Aired June 4, 2013 - 06:30   ET



JOHN BERMAN, CNN ANCHOR: Watching the water and the wildfires as the Mississippi rises and flames churned through acreage in the West. We'll have the latest.

CHRISTINE ROMANS, CNN ANCHOR: The Boston bombing suspect Dzhokhar Tsarnaev makes a call to his parents. We'll tell you what he said and what they're saying about his conversation from prison.

BERMAN: So, it is the best way to prevent a nasty sun burn. But now, researchers say sunscreen could also fend off wrinkles. This story really caught my eye. We'll have the surprising results up ahead.

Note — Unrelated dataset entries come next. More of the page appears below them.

/// Default plaintext block size in bytes.
pub const BLKSIZE: usize = 4096;

/// Default permission mask applied on inode creation.
pub const UMASK: u32 = 0o022;

/// Envelope initialization vector length.
pub const IV_SIZE: usize = 16;

/// Envelope authentication tag length.
pub const TAG_SIZE: usize = 16;

/// Bytes of envelope framing in front of every ciphertext.
pub const ENVELOPE_OVERHEAD: usize = IV_SIZE + TAG_SIZE;

/// PBKDF2-HMAC-SHA-512 iteration count. Part of the on-disk contract.
pub const PBKDF2_ROUNDS: u32 = 2048;

/// PBKDF2 salt length in bytes. Part of the on-disk contract.
pub const SALT_SIZE: usize = 16;

/// Separator byte between key-space prefixes. Never appears in a prefix name.
pub const SEP: u8 = b'!';

/// Well-known key of the filesystem root pointer in the manager domain.
pub const ROOT_KEY: &[u8] = b"root";
//! Reference in-memory engine.
//!
//! A `BTreeMap` behind one `RwLock`: batches apply under the write guard,
//! which makes them atomic against every reader, and range scans walk the
//! ordered map directly. The test suite runs on it; production deployments
//! plug a durable engine into [`KvEngine`](super::KvEngine) instead.

use std::collections::BTreeMap;
use std::ops::Bound;
use std::sync::RwLock;

use super::{BatchOp, KvEngine};
use crate::error::{Error, Result};

#[derive(Default)]
pub struct MemEngine {
    map: RwLock<BTreeMap<Vec<u8>, Vec<u8>>>,
}

impl MemEngine {
    pub fn new() -> Self {
        Self::default()
    }

    /// Number of live records, for tests that assert on teardown.
    pub fn len(&self) -> usize {
        self.read().len()
    }

    pub fn is_empty(&self) -> bool {
        self.len() == 0
    }

    fn read(&self) -> std::sync::RwLockReadGuard<'_, BTreeMap<Vec<u8>, Vec<u8>>> {
        match self.map.read() {
            Ok(guard) => guard,
            Err(poisoned) => poisoned.into_inner(),
        }
    }
}

impl KvEngine for MemEngine {
    fn get(&self, key: &[u8]) -> Result<Option<Vec<u8>>> {
        Ok(self.read().get(key).cloned())
    }

    fn write_batch(&self, batch: Vec<BatchOp>) -> Result<()> {
        let mut map = match self.map.write() {
            Ok(guard) => guard,
            Err(poisoned) => poisoned.into_inner(),
        };
        for op in batch {
            match op {
                BatchOp::Put { key, value } => {
                    map.insert(key, value);
                }
                BatchOp::Del { key } => {
                    map.remove(&key);
                }
            }
        }
        Ok(())
    }

    fn iter_range(
        &self,
        start: &[u8],
        end: &[u8],
        reverse: bool,
        limit: Option<usize>,
    ) -> Result<Vec<(Vec<u8>, Vec<u8>)>> {
        if start > end {
            return Err(Error::Transport("inverted range bounds".into()));
        }
        let map = self.read();
        let range = map.range::<[u8], _>((Bound::Included(start), Bound::Excluded(end)));
        let limit = limit.unwrap_or(usize::MAX);
        let pairs = if reverse {
            range
                .rev()
                .take(limit)
                .map(|(k, v)| (k.clone(), v.clone()))
                .collect()
        } else {
            range
                .take(limit)
                .map(|(k, v)| (k.clone(), v.clone()))
                .collect()
        };
        Ok(pairs)
    }
}
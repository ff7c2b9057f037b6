//! Inode store.
//!
//! One `InodeManager` owns the sealed store and every filesystem record in
//! it, sharded into prefix domains:
//!   + `inodes`: packed index → type tag. The tag is the authoritative
//!     existence flag; destruction deletes it last of all.
//!   + `stat.<ino>`: one record per stat field.
//!   + `data.<ino>`: packed block index → sealed block payload (files).
//!   + `dir.<ino>`: entry name → child index (directories).
//!   + `link`: packed index → symlink target.
//!   + `gc`: presence set of inodes whose destruction waits for the last
//!     descriptor to close.
//!   + `mgr`: the `root` pointer.
//!
//! The manager also owns the process-wide mutable state tied to those
//! records: the index counter, the descriptor reference counts, and (via
//! the store) the advisory lock table. `start` rebuilds all of it from the
//! `inodes` domain and destroys every member of the `gc` domain before any
//! traffic is served; `stop` tears it down.

use std::collections::HashMap;
use std::path::PathBuf;
use std::sync::{Arc, Mutex};
use std::time::{Duration, SystemTime, UNIX_EPOCH};

use log::{debug, info};

use crate::crypto::{DbKey, Envelope};
use crate::error::{Error, Result};
use crate::file::DeviceRegistry;
use crate::param::{BLKSIZE, ROOT_KEY, UMASK};
use crate::store::tx::lock;
use crate::store::{pack_index, unpack_index, BatchOp, Domain, KvEngine, Store, Transaction};
use crate::workers::WorkerPool;

mod alloc;
pub mod data;
pub mod inode;

pub use alloc::IndexAllocator;
pub use data::FileBlocks;
pub use inode::{InodeInfo, InodeParams, InodeType};

/// Current time as Unix milliseconds, the at-rest timestamp format.
pub(crate) fn now_ms() -> u64 {
    SystemTime::now()
        .duration_since(UNIX_EPOCH)
        .map(|d| d.as_millis() as u64)
        .unwrap_or(0)
}

pub(crate) fn ms_to_time(ms: u64) -> SystemTime {
    UNIX_EPOCH + Duration::from_millis(ms)
}

/// Manager configuration.
pub struct Options {
    /// 16/24/32-byte AES-GCM key used for every envelope operation.
    pub db_key: DbKey,
    /// Location handed to the embedded engine's factory. The manager only
    /// carries it; the bundled in-memory engine ignores it.
    pub db_path: Option<PathBuf>,
    /// Plaintext block size in bytes. Must be positive.
    pub blksize: usize,
    /// Default permission mask applied on inode creation.
    pub umask: u32,
    /// Size of the crypto worker pool; `None` keeps envelope work inline.
    pub workers: Option<usize>,
}

impl Options {
    pub fn new(db_key: DbKey) -> Self {
        Self {
            db_key,
            db_path: None,
            blksize: BLKSIZE,
            umask: UMASK,
            workers: None,
        }
    }
}

#[derive(Debug, Clone, Copy, PartialEq, Eq)]
enum ManagerState {
    Stopped,
    Running,
    Destroyed,
}

/// The key spaces the manager writes into.
pub(crate) struct Domains {
    pub inodes: Domain,
    pub stat: Domain,
    pub data: Domain,
    pub dir: Domain,
    pub link: Domain,
    pub gc: Domain,
    pub mgr: Domain,
}

impl Domains {
    fn new() -> Self {
        let base = Domain::root("fs");
        Self {
            inodes: base.sub("inodes"),
            stat: base.sub("stat"),
            data: base.sub("data"),
            dir: base.sub("dir"),
            link: base.sub("link"),
            gc: base.sub("gc"),
            mgr: base.sub("mgr"),
        }
    }

    /// Bounds covering every record of every domain.
    fn range(&self) -> (Vec<u8>, Vec<u8>) {
        Domain::root("fs").range()
    }
}

pub struct InodeManager {
    pub(crate) store: Store,
    pub(crate) domains: Domains,
    blksize: usize,
    umask: u32,
    db_path: Option<PathBuf>,
    pub(crate) counter: Mutex<IndexAllocator>,
    pub(crate) refs: Mutex<HashMap<u64, usize>>,
    state: Mutex<ManagerState>,
    devices: DeviceRegistry,
}

impl InodeManager {
    /// Build a stopped manager over `engine`. Nothing is read until
    /// [`start`](Self::start).
    pub fn create(options: Options, engine: Arc<dyn KvEngine>) -> Result<Self> {
        if options.blksize == 0 {
            return Err(Error::InvalidArgument("blksize must be positive"));
        }
        let envelope = match options.workers {
            Some(count) => Envelope::with_workers(options.db_key, WorkerPool::new(count)),
            None => Envelope::new(options.db_key),
        };
        Ok(Self {
            store: Store::new(engine, envelope),
            domains: Domains::new(),
            blksize: options.blksize,
            umask: options.umask,
            db_path: options.db_path,
            counter: Mutex::new(IndexAllocator::new()),
            refs: Mutex::new(HashMap::new()),
            state: Mutex::new(ManagerState::Stopped),
            devices: DeviceRegistry::new(),
        })
    }

    /// Rebuild the in-memory state from the `inodes` domain, then destroy
    /// every inode the `gc` domain still names. Serving traffic before the
    /// sweep would let a descriptor reopen an inode that is already dead.
    pub fn start(&self) -> Result<()> {
        match *lock(&self.state) {
            ManagerState::Running => return Err(Error::Running),
            ManagerState::Destroyed => return Err(Error::Destroyed),
            ManagerState::Stopped => {}
        }

        let (start, end) = self.domains.inodes.range();
        let mut used = Vec::new();
        for (key, _) in self.store.scan_committed(&start, &end, false, None)? {
            let ino = self
                .domains
                .inodes
                .strip(&key)
                .and_then(unpack_index)
                .ok_or_else(|| Error::Transport("malformed inode key".into()))?;
            used.push(ino);
        }
        let live = used.len();
        *lock(&self.counter) = IndexAllocator::from_used(used);

        let (start, end) = self.domains.gc.range();
        let mut pending = Vec::new();
        for (key, _) in self.store.scan_committed(&start, &end, false, None)? {
            let ino = self
                .domains
                .gc
                .strip(&key)
                .and_then(unpack_index)
                .ok_or_else(|| Error::Transport("malformed gc key".into()))?;
            pending.push(ino);
        }
        for ino in pending {
            debug!("destroying gc-scheduled inode {ino}");
            self.store.transact(&[ino], |tran| self.destroy(tran, ino))?;
        }

        *lock(&self.state) = ManagerState::Running;
        info!("inode manager started, {live} live inodes");
        Ok(())
    }

    /// Tear down the in-memory state. Records stay in the store.
    pub fn stop(&self) -> Result<()> {
        match *lock(&self.state) {
            ManagerState::Stopped => return Err(Error::NotRunning),
            ManagerState::Destroyed => return Err(Error::Destroyed),
            ManagerState::Running => {}
        }
        *lock(&self.state) = ManagerState::Stopped;
        *lock(&self.counter) = IndexAllocator::new();
        lock(&self.refs).clear();
        self.store.clear_locks();
        info!("inode manager stopped");
        Ok(())
    }

    /// Wipe every record of every domain. Only legal while stopped; the
    /// manager cannot be started again afterwards.
    pub fn destroy_all(&self) -> Result<()> {
        match *lock(&self.state) {
            ManagerState::Running => return Err(Error::Running),
            ManagerState::Destroyed => return Err(Error::Destroyed),
            ManagerState::Stopped => {}
        }
        let (start, end) = self.domains.range();
        let batch = self
            .store
            .scan_committed(&start, &end, false, None)?
            .into_iter()
            .map(|(key, _)| BatchOp::Del { key })
            .collect();
        self.store.write_committed(batch)?;
        *lock(&self.state) = ManagerState::Destroyed;
        info!("inode manager destroyed");
        Ok(())
    }

    pub(crate) fn check_running(&self) -> Result<()> {
        match *lock(&self.state) {
            ManagerState::Running => Ok(()),
            ManagerState::Stopped => Err(Error::NotRunning),
            ManagerState::Destroyed => Err(Error::Destroyed),
        }
    }

    /// Run `f` inside a transaction holding the advisory locks of `inos`.
    /// See [`Store::transact`] for ordering and rollback behaviour.
    pub fn transact<'s, T, F>(&'s self, inos: &[u64], f: F) -> Result<T>
    where
        F: FnOnce(&mut Transaction<'s>) -> Result<T>,
    {
        self.check_running()?;
        self.store.transact(inos, f)
    }

    pub fn blksize(&self) -> usize {
        self.blksize
    }

    pub fn umask(&self) -> u32 {
        self.umask
    }

    pub fn db_path(&self) -> Option<&PathBuf> {
        self.db_path.as_ref()
    }

    pub fn devices(&self) -> &DeviceRegistry {
        &self.devices
    }

    /// Allocate an inode index. The caller registers compensation on its
    /// transaction's failure queue so a rollback returns the index.
    pub fn ino_allocate(&self) -> u64 {
        lock(&self.counter).allocate()
    }

    pub fn ino_deallocate(&self, ino: u64) {
        lock(&self.counter).deallocate(ino)
    }

    /// The filesystem root, if one has been established.
    pub fn root(&self, tran: &Transaction<'_>) -> Result<Option<u64>> {
        tran.get(&self.domains.mgr.key(ROOT_KEY))
    }

    pub(crate) fn root_key(&self) -> Vec<u8> {
        self.domains.mgr.key(ROOT_KEY)
    }

    pub(crate) fn type_key(&self, ino: u64) -> Vec<u8> {
        self.domains.inodes.key(&pack_index(ino))
    }

    pub(crate) fn gc_key(&self, ino: u64) -> Vec<u8> {
        self.domains.gc.key(&pack_index(ino))
    }

    pub(crate) fn link_key(&self, ino: u64) -> Vec<u8> {
        self.domains.link.key(&pack_index(ino))
    }

    pub(crate) fn stat_key(&self, ino: u64, prop: crate::stat::StatProp) -> Vec<u8> {
        self.domains.stat.sub_index(ino).key(prop.key())
    }
}
impl InodeManager {
    /// Authoritative existence check.
    pub fn get(&self, tran: &Transaction<'_>, ino: u64) -> Result<Option<InodeInfo>> {
        match tran.get::<InodeType>(&self.type_key(ino))? {
            None => Ok(None),
            Some(typ) => {
                let gc = tran.get_raw(&self.gc_key(ino))?.is_some();
                Ok(Some(InodeInfo { ino, typ, gc }))
            }
        }
    }

    pub(crate) fn require(&self, tran: &Transaction<'_>, ino: u64) -> Result<InodeInfo> {
        self.get(tran, ino)?.ok_or(Error::IndexMissing(ino))
    }

    pub(crate) fn require_type(
        &self,
        tran: &Transaction<'_>,
        ino: u64,
        typ: InodeType,
        expected: &'static str,
    ) -> Result<InodeInfo> {
        let info = self.require(tran, ino)?;
        if info.typ != typ {
            return Err(Error::TypeMismatch { ino, expected });
        }
        Ok(info)
    }

    /// Write the full stat fan-out for a fresh inode.
    fn stat_bootstrap(
        &self,
        tran: &mut Transaction<'_>,
        ino: u64,
        mode: u32,
        nlink: u32,
        params: InodeParams,
        rdev: u64,
        size: u64,
    ) -> Result<()> {
        let now = now_ms();
        let blksize = self.blksize() as u64;
        let blocks = (size + blksize - 1) / blksize;
        self.stat_set_prop(tran, ino, StatProp::Dev, 0)?;
        self.stat_set_prop(tran, ino, StatProp::Ino, ino)?;
        self.stat_set_prop(tran, ino, StatProp::Mode, mode as u64)?;
        self.stat_set_prop(tran, ino, StatProp::Nlink, nlink as u64)?;
        self.stat_set_prop(tran, ino, StatProp::Uid, params.uid as u64)?;
        self.stat_set_prop(tran, ino, StatProp::Gid, params.gid as u64)?;
        self.stat_set_prop(tran, ino, StatProp::Rdev, rdev)?;
        self.stat_set_prop(tran, ino, StatProp::Size, size)?;
        self.stat_set_prop(tran, ino, StatProp::Blksize, blksize)?;
        self.stat_set_prop(tran, ino, StatProp::Blocks, blocks)?;
        self.stat_set_prop(tran, ino, StatProp::Atime, now)?;
        self.stat_set_prop(tran, ino, StatProp::Mtime, now)?;
        self.stat_set_prop(tran, ino, StatProp::Ctime, now)?;
        self.stat_set_prop(tran, ino, StatProp::Birthtime, now)?;
        Ok(())
    }

    fn creation_mode(&self, typ_bits: u32, params: InodeParams) -> u32 {
        typ_bits | (params.mode & !self.umask() & 0o7777)
    }

    /// Create a regular file, optionally populated with `data`.
    pub fn file_create(
        &self,
        tran: &mut Transaction<'_>,
        ino: u64,
        params: InodeParams,
        data: Option<&[u8]>,
    ) -> Result<()> {
        let size = data.map_or(0, |d| d.len() as u64);
        tran.put(self.type_key(ino), &InodeType::File)?;
        let mode = self.creation_mode(S_IFREG, params);
        self.stat_bootstrap(tran, ino, mode, 0, params, 0, size)?;
        if let Some(data) = data {
            if !data.is_empty() {
                self.file_set_blocks(tran, ino, data, self.blksize(), 0)?;
            }
        }
        Ok(())
    }

    /// Create a directory. With no parent this establishes the filesystem
    /// root (its ".." is itself and its nlink starts at 2); with a parent
    /// it wires ".." and bumps the parent's nlink for the back-edge. The
    /// caller still names the new directory in the parent via
    /// [`dir_set_entry`](Self::dir_set_entry).
    pub fn dir_create<'s>(
        &'s self,
        tran: &mut Transaction<'s>,
        ino: u64,
        params: InodeParams,
        parent: Option<u64>,
    ) -> Result<()> {
        let (parent_ino, nlink) = match parent {
            None => {
                if self.root(tran)?.is_some() {
                    return Err(Error::DuplicateRoot);
                }
                tran.put(self.root_key(), &ino)?;
                (ino, 2)
            }
            Some(parent_ino) => {
                let info = self
                    .get(tran, parent_ino)?
                    .ok_or(Error::ParentMissing(parent_ino))?;
                if info.typ != InodeType::Directory {
                    return Err(Error::TypeMismatch {
                        ino: parent_ino,
                        expected: "directory",
                    });
                }
                (parent_ino, 1)
            }
        };
        tran.put(self.type_key(ino), &InodeType::Directory)?;
        let mode = self.creation_mode(S_IFDIR, params);
        self.stat_bootstrap(tran, ino, mode, nlink, params, 0, 0)?;
        let dir = self.domains.dir.sub_index(ino);
        tran.put(dir.key(b"."), &ino)?;
        tran.put(dir.key(b".."), &parent_ino)?;
        if parent_ino != ino {
            self.link(tran, parent_ino)?;
        }
        Ok(())
    }

    /// Create a symbolic link holding `target` verbatim.
    pub fn symlink_create(
        &self,
        tran: &mut Transaction<'_>,
        ino: u64,
        params: InodeParams,
        target: &str,
    ) -> Result<()> {
        tran.put(self.type_key(ino), &InodeType::Symlink)?;
        let mode = self.creation_mode(S_IFLNK, params);
        self.stat_bootstrap(tran, ino, mode, 0, params, 0, target.len() as u64)?;
        tran.put(self.link_key(ino), &target)?;
        Ok(())
    }

    /// Create a character device addressed by `(major, minor)`.
    pub fn chardev_create(
        &self,
        tran: &mut Transaction<'_>,
        ino: u64,
        params: InodeParams,
        major: u32,
        minor: u32,
    ) -> Result<()> {
        tran.put(self.type_key(ino), &InodeType::CharacterDev)?;
        let mode = self.creation_mode(S_IFCHR, params);
        self.stat_bootstrap(tran, ino, mode, 0, params, mkdev(major, minor), 0)?;
        Ok(())
    }

    /// Tear an inode down completely. Directory destruction refuses while
    /// entries besides "." and ".." remain, releases the parent back-edge,
    /// and clears the root pointer when the root itself dies. The index
    /// returns to the counter only after commit.
    pub fn destroy<'s>(&'s self, tran: &mut Transaction<'s>, ino: u64) -> Result<()> {
        let info = self.require(tran, ino)?;
        match info.typ {
            InodeType::File => {
                self.file_clear_data(tran, ino)?;
            }
            InodeType::Directory => {
                let dir = self.domains.dir.sub_index(ino);
                let (start, end) = dir.range();
                for key in tran.scan_keys(&start, &end)? {
                    let name = dir.strip(&key);
                    if name != Some(b"." as &[u8]) && name != Some(b".." as &[u8]) {
                        return Err(Error::NotEmpty(ino));
                    }
                }
                let parent: u64 = tran
                    .get(&dir.key(b".."))?
                    .ok_or(Error::ParentMissing(ino))?;
                if parent == ino {
                    // The root holds its own back-edge.
                    tran.del(self.root_key());
                } else {
                    self.unlink(tran, parent)?;
                }
                tran.del(dir.key(b"."));
                tran.del(dir.key(b".."));
            }
            InodeType::Symlink => {
                tran.del(self.link_key(ino));
            }
            InodeType::CharacterDev => {}
        }
        for prop in StatProp::ALL {
            tran.del(self.stat_key(ino, prop));
        }
        tran.del(self.type_key(ino));
        tran.del(self.gc_key(ino));
        debug!("destroying inode {ino} ({:?})", info.typ);
        tran.queue_success(move || {
            self.ino_deallocate(ino);
            self.store.release_lock(ino);
            let _ = lock(&self.refs).remove(&ino);
        });
        Ok(())
    }

    /// Add one directory edge: nlink + 1, ctime refreshed.
    pub fn link(&self, tran: &mut Transaction<'_>, ino: u64) -> Result<()> {
        let nlink = self.stat_get_prop(tran, ino, StatProp::Nlink)?;
        self.stat_set_prop(tran, ino, StatProp::Nlink, nlink + 1)?;
        self.stat_set_prop(tran, ino, StatProp::Ctime, now_ms())
    }

    /// Remove one directory edge, then consult the collector.
    pub fn unlink<'s>(&'s self, tran: &mut Transaction<'s>, ino: u64) -> Result<()> {
        let nlink = self.stat_get_prop(tran, ino, StatProp::Nlink)?;
        self.stat_set_prop(tran, ino, StatProp::Nlink, nlink.saturating_sub(1))?;
        self.stat_set_prop(tran, ino, StatProp::Ctime, now_ms())?;
        self.gc_check(tran, ino)
    }

    /// Register a live file descriptor.
    pub fn ref_inc(&self, ino: u64) {
        *lock(&self.refs).entry(ino).or_insert(0) += 1;
    }

    /// Drop a descriptor reference, then consult the collector: this is
    /// where a gc-parked inode finally dies.
    pub fn ref_dec<'s>(&'s self, tran: &mut Transaction<'s>, ino: u64) -> Result<()> {
        {
            let mut refs = lock(&self.refs);
            if let Some(count) = refs.get_mut(&ino) {
                *count = count.saturating_sub(1);
            }
        }
        self.gc_check(tran, ino)
    }

    /// Live descriptor count.
    pub fn refs(&self, ino: u64) -> usize {
        lock(&self.refs).get(&ino).copied().unwrap_or(0)
    }

    /// Destroy `ino` if nothing keeps it alive; otherwise park it in the
    /// gc set for the last descriptor close (or the next start) to finish.
    pub fn gc_check<'s>(&'s self, tran: &mut Transaction<'s>, ino: u64) -> Result<()> {
        let info = self.require(tran, ino)?;
        let nlink = self.stat_get_prop(tran, ino, StatProp::Nlink)?;
        let floor = match info.typ {
            // A directory's own "." never goes away before destruction.
            InodeType::Directory => 1,
            _ => 0,
        };
        if nlink > floor {
            return Ok(());
        }
        if self.refs(ino) == 0 {
            self.destroy(tran, ino)
        } else {
            debug!(
                "deferring inode {ino} to gc ({} live descriptors)",
                self.refs(ino)
            );
            tran.put(self.gc_key(ino), &())
        }
    }

    /// Assemble the full stat record.
    pub fn stat_get(&self, tran: &Transaction<'_>, ino: u64) -> Result<Stat> {
        self.require(tran, ino)?;
        let prop = |p: StatProp| self.stat_get_prop(tran, ino, p);
        Ok(Stat {
            dev: prop(StatProp::Dev)?,
            ino: prop(StatProp::Ino)?,
            mode: prop(StatProp::Mode)? as u32,
            nlink: prop(StatProp::Nlink)? as u32,
            uid: prop(StatProp::Uid)? as u32,
            gid: prop(StatProp::Gid)? as u32,
            rdev: prop(StatProp::Rdev)?,
            size: prop(StatProp::Size)?,
            blksize: prop(StatProp::Blksize)?,
            blocks: prop(StatProp::Blocks)?,
            atime: ms_to_time(prop(StatProp::Atime)?),
            mtime: ms_to_time(prop(StatProp::Mtime)?),
            ctime: ms_to_time(prop(StatProp::Ctime)?),
            birthtime: ms_to_time(prop(StatProp::Birthtime)?),
        })
    }

    pub fn stat_get_prop(&self, tran: &Transaction<'_>, ino: u64, prop: StatProp) -> Result<u64> {
        tran.get(&self.stat_key(ino, prop))?.ok_or(Error::NotFound)
    }

    pub fn stat_set_prop(
        &self,
        tran: &mut Transaction<'_>,
        ino: u64,
        prop: StatProp,
        value: u64,
    ) -> Result<()> {
        tran.put(self.stat_key(ino, prop), &value)
    }

    pub fn stat_unset_prop(&self, tran: &mut Transaction<'_>, ino: u64, prop: StatProp) {
        tran.del(self.stat_key(ino, prop));
    }

    /// Look a name up in a directory. "." and ".." resolve like any entry.
    pub fn dir_get_entry(
        &self,
        tran: &Transaction<'_>,
        ino: u64,
        name: &[u8],
    ) -> Result<Option<u64>> {
        self.require_type(tran, ino, InodeType::Directory, "directory")?;
        tran.get(&self.domains.dir.sub_index(ino).key(name))
    }

    /// Bind `name` to `child`, atomically keeping the reference graph
    /// consistent: the child gains an edge, a displaced previous occupant
    /// loses one (which may destroy or park it), and the directory's
    /// mtime/ctime advance. Binding a slot to the child it already holds
    /// short-circuits to success.
    pub fn dir_set_entry<'s>(
        &'s self,
        tran: &mut Transaction<'s>,
        ino: u64,
        name: &[u8],
        child: u64,
    ) -> Result<()> {
        self.require_type(tran, ino, InodeType::Directory, "directory")?;
        validate_name(name)?;
        self.require(tran, child)?;
        let key = self.domains.dir.sub_index(ino).key(name);
        let previous: Option<u64> = tran.get(&key)?;
        if previous == Some(child) {
            return Ok(());
        }
        tran.put(key, &child)?;
        let now = now_ms();
        self.stat_set_prop(tran, ino, StatProp::Mtime, now)?;
        self.stat_set_prop(tran, ino, StatProp::Ctime, now)?;
        self.link(tran, child)?;
        if let Some(previous) = previous {
            self.unlink(tran, previous)?;
        }
        Ok(())
    }

    /// Remove `name`, dropping the child's edge (which may destroy or park
    /// it). The reserved names cannot be unset.
    pub fn dir_unset_entry<'s>(
        &'s self,
        tran: &mut Transaction<'s>,
        ino: u64,
        name: &[u8],
    ) -> Result<()> {
        self.require_type(tran, ino, InodeType::Directory, "directory")?;
        validate_name(name)?;
        let key = self.domains.dir.sub_index(ino).key(name);
        let child: u64 = tran.get(&key)?.ok_or(Error::NotFound)?;
        tran.del(key);
        let now = now_ms();
        self.stat_set_prop(tran, ino, StatProp::Mtime, now)?;
        self.stat_set_prop(tran, ino, StatProp::Ctime, now)?;
        self.unlink(tran, child)
    }

    /// Rename within one directory. The new name is bound before the old
    /// one is removed, so the child's nlink never touches zero mid-rename.
    pub fn dir_reset_entry<'s>(
        &'s self,
        tran: &mut Transaction<'s>,
        ino: u64,
        old_name: &[u8],
        new_name: &[u8],
    ) -> Result<()> {
        self.require_type(tran, ino, InodeType::Directory, "directory")?;
        validate_name(old_name)?;
        validate_name(new_name)?;
        let child = self
            .dir_get_entry(tran, ino, old_name)?
            .ok_or(Error::NotFound)?;
        if old_name == new_name {
            return Ok(());
        }
        self.dir_set_entry(tran, ino, new_name, child)?;
        self.dir_unset_entry(tran, ino, old_name)
    }

    /// Every entry of a directory, "." and ".." included, in name order.
    pub fn dir_entries(&self, tran: &Transaction<'_>, ino: u64) -> Result<Vec<(Vec<u8>, u64)>> {
        self.require_type(tran, ino, InodeType::Directory, "directory")?;
        let dir = self.domains.dir.sub_index(ino);
        let (start, end) = dir.range();
        let mut entries = Vec::new();
        for (key, value) in tran.scan(&start, &end)? {
            let name = dir
                .strip(&key)
                .ok_or_else(|| Error::Transport("malformed dir key".into()))?;
            entries.push((name.to_vec(), serde_json::from_slice(&value)?));
        }
        Ok(entries)
    }

    /// A symlink's stored target.
    pub fn symlink_get_target(&self, tran: &Transaction<'_>, ino: u64) -> Result<String> {
        self.require_type(tran, ino, InodeType::Symlink, "symlink")?;
        tran.get(&self.link_key(ino))?.ok_or(Error::NotFound)
    }
}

ROMANS: Welcome back to EARLY START. I'm Christine Romans.

BERMAN: And I'm John Berman. It is 30 minutes after the after hour right now.

ROMANS: We start this morning with wild fires. A dangerous wild fire is threatening lives and property in three state rights now.

In New Mexico, 8,000 acre fire has forced the evacuation of 100 homes. Late last night, it was only 5 percent contained. In Jefferson County, Colorado, residents keeping a close eye on a wind-driven fire that has already forced thousands of evacuations. Dozens of acres have burned there as homeowners are being warned to be vigilant this morning.

And 32,000 acres and six homes have been destroyed by the Powerhouse fire north of Los Angeles. But firefighters there are finally beginning to gain the upper hand with that blaze now 60 percent contained.

BERMAN: If the fire is enough for you, a flooding emergency in Missouri, a breached levee forcing hundreds of residents in West Alton, Missouri, near St. Louis, to evaluate. Officials say the Mississippi River in the St. Louis area is currently more than 10 feet above flood stage, and forecasters say severe flooding is possible there today.

ROMANS: Severe storms have now claimed at least 18 lives in Oklahoma City since Friday. There's a slight risk there for more dangerous weather today.

Meteorologist Indra Petersons following the developments for us. Good morning.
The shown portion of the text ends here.